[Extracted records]
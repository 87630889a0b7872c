//! All Slack-specific functionality

pub mod client;
pub mod message_builder;
pub mod modal_builder;
pub mod platform;
pub mod socket;

// Re-export main types for convenience
pub use client::SlackClient;
pub use platform::ChatPlatform;
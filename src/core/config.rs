use std::env;
use std::time::Duration;

use crate::errors::BotError;

pub const DEFAULT_PORT: u16 = 3000;
pub const DEFAULT_ACK_TIMEOUT_MS: u64 = 2500;

/// How inbound Slack events reach the bot.
#[derive(Debug, Clone, Copy, PartialEq, Eq, Default)]
pub enum Transport {
    /// Outbound WebSocket opened with the app-level token.
    #[default]
    Socket,
    /// Signed HTTP requests on `port`.
    Http,
}

impl Transport {
    fn parse(raw: &str) -> Result<Self, BotError> {
        match raw.trim().to_ascii_lowercase().as_str() {
            "socket" | "socket_mode" => Ok(Self::Socket),
            "http" => Ok(Self::Http),
            other => Err(BotError::ConfigError(format!(
                "SLACK_TRANSPORT: unknown transport '{other}' (expected 'socket' or 'http')"
            ))),
        }
    }
}

#[derive(Debug, Clone)]
pub struct AppConfig {
    pub slack_bot_token: String,
    pub slack_signing_secret: String,
    pub slack_app_token: Option<String>,
    pub port: u16,
    pub transport: Transport,
    pub ack_timeout: Duration,
    pub dedupe_decisions: bool,
}

impl AppConfig {
    /// Load `.env` if present, then read the process environment.
    ///
    /// # Errors
    ///
    /// Returns `BotError::ConfigError` if a required variable is missing or a
    /// value fails validation.
    pub fn from_env() -> Result<Self, BotError> {
        if let Err(e) = dotenvy::dotenv()
            && !e.not_found()
        {
            return Err(BotError::ConfigError(format!(".env: {e}")));
        }
        Self::from_lookup(|key| env::var(key).ok())
    }

    /// Build a validated config from an arbitrary key lookup.
    ///
    /// # Errors
    ///
    /// Returns `BotError::ConfigError` describing the first offending variable.
    pub fn from_lookup<F>(lookup: F) -> Result<Self, BotError>
    where
        F: Fn(&str) -> Option<String>,
    {
        let required = |key: &str| {
            lookup(key)
                .ok_or_else(|| BotError::ConfigError(format!("{key}: environment variable not found")))
        };

        let port = match lookup("PORT") {
            Some(raw) => raw
                .trim()
                .parse::<u16>()
                .map_err(|e| BotError::ConfigError(format!("PORT: {e}")))?,
            None => DEFAULT_PORT,
        };

        let transport = match lookup("SLACK_TRANSPORT") {
            Some(raw) => Transport::parse(&raw)?,
            None => Transport::default(),
        };

        let ack_timeout_ms = match lookup("ACK_TIMEOUT_MS") {
            Some(raw) => raw
                .trim()
                .parse::<u64>()
                .map_err(|e| BotError::ConfigError(format!("ACK_TIMEOUT_MS: {e}")))?,
            None => DEFAULT_ACK_TIMEOUT_MS,
        };

        let dedupe_decisions = match lookup("APPROVAL_DEDUPE_DECISIONS") {
            Some(raw) => parse_bool(&raw).ok_or_else(|| {
                BotError::ConfigError(format!("APPROVAL_DEDUPE_DECISIONS: not a boolean: '{raw}'"))
            })?,
            None => false,
        };

        let config = Self {
            slack_bot_token: required("SLACK_BOT_TOKEN")?,
            slack_signing_secret: required("SLACK_SIGNING_SECRET")?,
            slack_app_token: lookup("SLACK_APP_TOKEN"),
            port,
            transport,
            ack_timeout: Duration::from_millis(ack_timeout_ms),
            dedupe_decisions,
        };
        config.validate()?;
        Ok(config)
    }

    /// # Errors
    ///
    /// Returns `BotError::ConfigError` if a token is blank, the app token is
    /// missing or malformed in socket mode, or the ack timeout is zero.
    pub fn validate(&self) -> Result<(), BotError> {
        if self.slack_bot_token.trim().is_empty() {
            return Err(BotError::ConfigError("SLACK_BOT_TOKEN is empty".to_string()));
        }
        if self.slack_signing_secret.trim().is_empty() {
            return Err(BotError::ConfigError(
                "SLACK_SIGNING_SECRET is empty".to_string(),
            ));
        }
        if self.transport == Transport::Socket {
            match self.slack_app_token.as_deref() {
                None => {
                    return Err(BotError::ConfigError(
                        "SLACK_APP_TOKEN is required for socket transport".to_string(),
                    ));
                }
                Some(token) if !token.starts_with("xapp-") => {
                    return Err(BotError::ConfigError(
                        "SLACK_APP_TOKEN must be an app-level token (xapp-...)".to_string(),
                    ));
                }
                Some(_) => {}
            }
        }
        if self.ack_timeout.is_zero() {
            return Err(BotError::ConfigError(
                "ACK_TIMEOUT_MS must be greater than zero".to_string(),
            ));
        }
        Ok(())
    }
}

fn parse_bool(raw: &str) -> Option<bool> {
    match raw.trim().to_ascii_lowercase().as_str() {
        "1" | "true" | "yes" | "on" => Some(true),
        "0" | "false" | "no" | "off" | "" => Some(false),
        _ => None,
    }
}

Exercise goal – Find how many lines of the records hold the string "other", then give that number by itself.

Task solution – 2